12 07 2004

So I’m reading a book called The Five People You Meet in Heaven by Mitch Albom, who also wrote Tuesdays with Morrie. If you’ve read that one, I recommend Five People.

 Mitch Albom’s writing style is simple and readable. He’s just as wise as Morrie because of the lessons he pulls out of life. I found the first one I can actually feel in the book:

      The Blue Man held out his hand. “Fairness,” he said, “does not govern life and death. If it did, no good person would ever die young.”

I know the meaning of that in so many ways, and I’ve already been taking that to heart over this summer through just about everything I’ve been doing. I’ve been taking golden opportunities, and if someone said I had to die tomorrow, I’d be fine with it. That doesn’t just have to do with the fact that I’m living happily, but that’s part of it.

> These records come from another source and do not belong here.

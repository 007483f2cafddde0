//! # Tower middleware
//!
//! Both gates are exposed as Tower layers over `http` requests:
//!
//! - [`JwtLayer`] / [`JwtService`] validate the bearer token and store it in the request
//!   extensions
//! - [`ScopeLayer`] / [`ScopeService`] authorize the stored token's scopes
//!
//! ## Usage
//!
//! ```rust,ignore
//! use tower::ServiceBuilder;
//! use jwtguard::tower::{JwtLayer, ScopeLayer};
//! use jwtguard::{StaticKey, ValidatorOptions};
//!
//! let service = ServiceBuilder::new()
//!     .layer(JwtLayer::new(
//!         ValidatorOptions::new().key_resolver(StaticKey::from_secret(b"secret")),
//!     ))
//!     .layer(ScopeLayer::require(["orders:read"])?)
//!     .service(my_handler);
//! ```
//!
//! Rejections are rendered by the gate's error responder and returned as ordinary responses;
//! the wrapped service is not called. Errors from the wrapped service pass through unchanged.
//!
//! ## Request Extensions
//!
//! Handlers read the verified token back through its key:
//!
//! ```rust,ignore
//! use jwtguard::{DEFAULT_TOKEN_KEY, MapClaims};
//!
//! if let Some(token) = DEFAULT_TOKEN_KEY.get::<MapClaims>(req.extensions()) {
//!     println!("subject: {:?}", token.claims().get_str("sub"));
//! }
//! ```

mod layer;
mod service;

pub use layer::{JwtLayer, ScopeLayer};
pub use service::{GateFuture, JwtService, ScopeService};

I’ve known too many that have died young. I’ve known at least three teens who have committed suicide.

One was an acquaintance at school. I used to talk to him before school when I’d get there an hour and a half early. We always screwed around and would talk in study hall. His name was Caleb, and he was in some type of armed forces. He was a black belt in karate and a manager at McDonald’s. He shot himself, and I don’t know why.

Another was my neighbor, Ryan. He was Korean, adopted with his sister by loving parents and an awesome guy. He was in high school when I was still in eighth grade. I remember him babysitting me and my sister once or twice and playing with us while letting us do whatever we wanted. I used to go over to his house and borrow Nintendo games, too. He ended up heading out to U of M – Norris and playing on their football team as a kicker, which I thought was the coolest. His freshman year, he shot himself, and I don’t know why.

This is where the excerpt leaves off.